鎧武についても同様で、劇場版やコラボ回は、ヒーローものの不文律やエンタメ性に欠ける鎧武に、そういった要素をフォローする役割として、私はかなり好意的です(話の腰を折りまくりな点はホント困りましたけど!)。多人数ライダーやロックシード・アームズチェンジの数の多さも、スポンサーにとって悪くなかったからこそ、外伝でのセット販売や限定品展開に繋がってるんでしょうね。この辺りは、塚田Pライダーを踏まえつつ(あとキバの失敗を踏まえつつ^^;)武部Pが上手くやっているところだと思いますが、いかがでしょう?

鎧武と自己犠牲については…長くなってしまいますよ?^^;
ご指摘のような「戻ってこれる」点と「自分で認めなければ自己犠牲ではない」と言う点、ほぼ同意します。違ったまとめ方をすれば、始まりの男となった紘汰は、全ての解決の為に人間ではなくなってしまったものの、場所は宇宙の果てとはいえ、「本人の望んだ未来を歩んでいる、歩んでいける」んですよね。
クウガの五代雄介がみんなの笑顔の為に望まぬ暴力を振るい続け最後には涙さえ流したところから平成ライダーは始まっていますが、その後も、人々を守る為に死んだ龍騎の真司だったり、戦うことの罪を背負った555の巧であったり、特に初期は自己犠牲的なところが強いですよね。
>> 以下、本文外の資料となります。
//! Scoped connected sockets.
//!
//! `connect_to(upstream, body)` creates a socket on the chain's loop,
//! connects it to the endpoint the upstream delivers, lends it to `body`,
//! and closes it afterwards. When the connect phase itself errors or is
//! stopped, the socket is closed *first* and the saved disposition is
//! re-delivered — the handle is retired exactly once on every exit path.

use std::marker::PhantomData;
use std::sync::Arc;

use crate::algorithms::async_value::AsyncDrop;
use crate::error::{Error, OsError};
use crate::event_loop::Scheduler;
use crate::exec::{catch_user, fail, Completion, Either, SenderExt};
use crate::exec::{Env, OperationState, Receiver, Sender};
use crate::net::addr::Endpoint;
use crate::stop::StopToken;

/// A resource `connect_to` can create implicitly and connect.
pub trait ConnectResource: AsyncDrop + Clone {
    /// The connect sender for this resource.
    type Connect: Sender<Value = ()>;

    /// Creates the unconnected resource on the scheduler's loop.
    ///
    /// # Errors
    ///
    /// Surfaces the OS error when the socket cannot be created.
    fn create(scheduler: &Scheduler) -> Result<Self, OsError>;

    /// Starts connecting to `endpoint`.
    fn connect_endpoint(&self, endpoint: Endpoint) -> Self::Connect;
}

/// Lends a freshly connected resource to `body`, closing it afterwards.
pub fn connect_to<S, T, F, Body>(upstream: S, body: F) -> ConnectTo<S, F, T>
where
    S: Sender,
    S::Value: Into<Endpoint>,
    T: ConnectResource,
    F: FnOnce(&T) -> Body + Send + 'static,
    Body: Sender,
{
    ConnectTo {
        upstream,
        body,
        _marker: PhantomData,
    }
}

/// Sender returned by [`connect_to`].
pub struct ConnectTo<S, F, T> {
    upstream: S,
    body: F,
    _marker: PhantomData<fn() -> T>,
}

impl<S, T, F, Body> Sender for ConnectTo<S, F, T>
where
    S: Sender,
    S::Value: Into<Endpoint>,
    T: ConnectResource,
    F: FnOnce(&T) -> Body + Send + 'static,
    Body: Sender,
{
    type Value = Body::Value;

    fn connect<R>(self, receiver: R) -> impl OperationState
    where
        R: Receiver<Value = Body::Value>,
    {
        ConnectToOp {
            upstream: self.upstream,
            body: self.body,
            receiver,
            _marker: PhantomData,
        }
    }
}

struct ConnectToOp<S, F, T, R> {
    upstream: S,
    body: F,
    receiver: R,
    _marker: PhantomData<fn() -> T>,
}

impl<S, T, F, Body, R> OperationState for ConnectToOp<S, F, T, R>
where
    S: Sender,
    S::Value: Into<Endpoint>,
    T: ConnectResource,
    F: FnOnce(&T) -> Body + Send + 'static,
    Body: Sender,
    R: Receiver<Value = Body::Value>,
{
    fn start(self) {
        let env = self.receiver.env();
        let scheduler = env.expect_scheduler();
        match T::create(&scheduler) {
            Err(e) => self.receiver.set_error(Error::Os(e)),
            Ok(resource) => {
                let connect = {
                    let resource = resource.clone();
                    self.upstream
                        .let_value(move |ep| resource.connect_endpoint(ep.into()))
                };
                connect
                    .connect(ScopedBodyReceiver {
                        resource,
                        body: self.body,
                        receiver: self.receiver,
                        _marker: PhantomData,
                    })
                    .start();
            }
        }
    }
}

/// Receiver shared by `connect_to` and `accept_from`: on value, runs the
/// body with the close appended; on error or stop of the acquisition
/// phase, closes first and then re-delivers the saved disposition.
pub(crate) struct ScopedBodyReceiver<T, F, R, Body> {
    pub(crate) resource: T,
    pub(crate) body: F,
    pub(crate) receiver: R,
    pub(crate) _marker: PhantomData<fn() -> Body>,
}

impl<T, F, Body, R> ScopedBodyReceiver<T, F, R, Body>
where
    T: AsyncDrop + Clone,
    F: FnOnce(&T) -> Body + Send + 'static,
    Body: Sender,
    R: Receiver<Value = Body::Value>,
{
    fn close_then(self, saved: Completion<Body::Value>) {
        T::async_drop(Arc::new(self.resource.clone()))
            .connect(Redeliver {
                saved,
                receiver: self.receiver,
            })
            .start();
    }
}

impl<T, F, Body, R> Receiver for ScopedBodyReceiver<T, F, R, Body>
where
    T: AsyncDrop + Clone,
    F: FnOnce(&T) -> Body + Send + 'static,
    Body: Sender,
    R: Receiver<Value = Body::Value>,
{
    type Value = ();

    fn set_value(self, (): ()) {
        let Self {
            resource,
            body,
            receiver,
            ..
        } = self;
        let built = {
            let resource = resource.clone();
            catch_user(move || body(&resource))
        };
        let built = match built {
            Ok(b) => Either::Left(b),
            Err(e) => Either::Right(fail::<Body::Value>(e)),
        };
        built
            .finally(T::async_drop(Arc::new(resource)))
            .connect(receiver)
            .start();
    }

    fn set_error(self, error: Error) {
        self.close_then(Completion::Error(error));
    }

    fn set_stopped(self) {
        self.close_then(Completion::Stopped);
    }

    fn env(&self) -> Env {
        self.receiver.env()
    }
}

/// Completes a close, then re-delivers the completion saved before it.
pub(crate) struct Redeliver<V, R> {
    pub(crate) saved: Completion<V>,
    pub(crate) receiver: R,
}

impl<V, R> Receiver for Redeliver<V, R>
where
    V: Send + 'static,
    R: Receiver<Value = V>,
{
    type Value = ();

    fn set_value(self, (): ()) {
        self.saved.send_to(self.receiver);
    }

    fn set_error(self, error: Error) {
        self.receiver.set_error(error);
    }

    fn set_stopped(self) {
        self.receiver.set_stopped();
    }

    fn env(&self) -> Env {
        self.receiver.env().but_stop_token(StopToken::never())
    }
}
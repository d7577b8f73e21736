//! Typed network resources: endpoints, stream sockets, listeners, and
//! datagram sockets.
//!
//! A resource binds exactly one OS socket to one loop. Handles are cheap
//! clones of a shared inner; algorithms borrow them and the shared inner
//! keeps the socket alive until its asynchronous close runs. Every open
//! resource must be closed exactly once before its loop is dropped.

pub mod addr;
pub mod listener;
pub mod tcp;
pub mod udp;

pub use addr::{Endpoint, Ipv4Endpoint, Ipv6Endpoint};
pub use listener::TcpListener;
pub use tcp::TcpSocket;
pub use udp::UdpSocket;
紘汰の決断に近いことをした剣の剣崎も、運命と永遠に戦い続けるという、悲愴感ある、逆に言えばネガティヴな形で、自らの未来を差し出していました(故に、小説版ブレイドではその重さに耐え切れず…といった描写が見られました)。
鎧武/紘汰の面白いところは、始まりの男となった=人間ではなくなったことで初めて、異星で理想世界を作るという、自分の(そして戒斗の)希望を叶える為の、ポジティブな人生が始まるという、ある種の逆転があるところと思います(まさに「ここからが俺たちのステージだ」な訳です)。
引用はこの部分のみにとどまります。